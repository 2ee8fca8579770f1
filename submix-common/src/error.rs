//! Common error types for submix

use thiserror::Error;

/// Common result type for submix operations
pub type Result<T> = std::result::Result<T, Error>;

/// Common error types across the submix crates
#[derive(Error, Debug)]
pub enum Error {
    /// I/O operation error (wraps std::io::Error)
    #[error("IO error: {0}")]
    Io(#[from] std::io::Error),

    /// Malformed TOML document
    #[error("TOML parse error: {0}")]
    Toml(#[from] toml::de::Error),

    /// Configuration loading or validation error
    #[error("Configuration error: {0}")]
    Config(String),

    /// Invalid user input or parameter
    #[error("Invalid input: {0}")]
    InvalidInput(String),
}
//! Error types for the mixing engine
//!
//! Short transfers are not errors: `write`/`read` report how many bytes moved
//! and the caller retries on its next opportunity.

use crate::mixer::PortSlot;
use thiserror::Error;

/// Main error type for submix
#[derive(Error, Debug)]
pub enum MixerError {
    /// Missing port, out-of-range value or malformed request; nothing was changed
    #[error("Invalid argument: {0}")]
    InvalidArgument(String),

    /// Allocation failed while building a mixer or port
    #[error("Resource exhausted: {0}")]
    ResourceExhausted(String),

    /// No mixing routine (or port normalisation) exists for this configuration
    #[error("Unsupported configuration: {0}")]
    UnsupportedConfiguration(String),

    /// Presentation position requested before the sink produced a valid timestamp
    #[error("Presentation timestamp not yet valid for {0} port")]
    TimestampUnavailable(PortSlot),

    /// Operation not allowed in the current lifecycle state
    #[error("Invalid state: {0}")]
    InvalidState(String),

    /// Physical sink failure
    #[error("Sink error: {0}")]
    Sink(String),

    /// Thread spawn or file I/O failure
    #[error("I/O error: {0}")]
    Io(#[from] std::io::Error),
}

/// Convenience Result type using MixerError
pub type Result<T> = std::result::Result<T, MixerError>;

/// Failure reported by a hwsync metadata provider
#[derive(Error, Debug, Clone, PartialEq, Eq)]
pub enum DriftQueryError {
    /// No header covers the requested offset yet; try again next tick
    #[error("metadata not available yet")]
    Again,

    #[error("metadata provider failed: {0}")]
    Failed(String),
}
───
Exercise: Scan the material above. Copy each line where "Presentation" occurs.

Task answer:
    /// Presentation position requested before the sink produced a valid timestamp
    #[error("Presentation timestamp not yet valid for {0} port")]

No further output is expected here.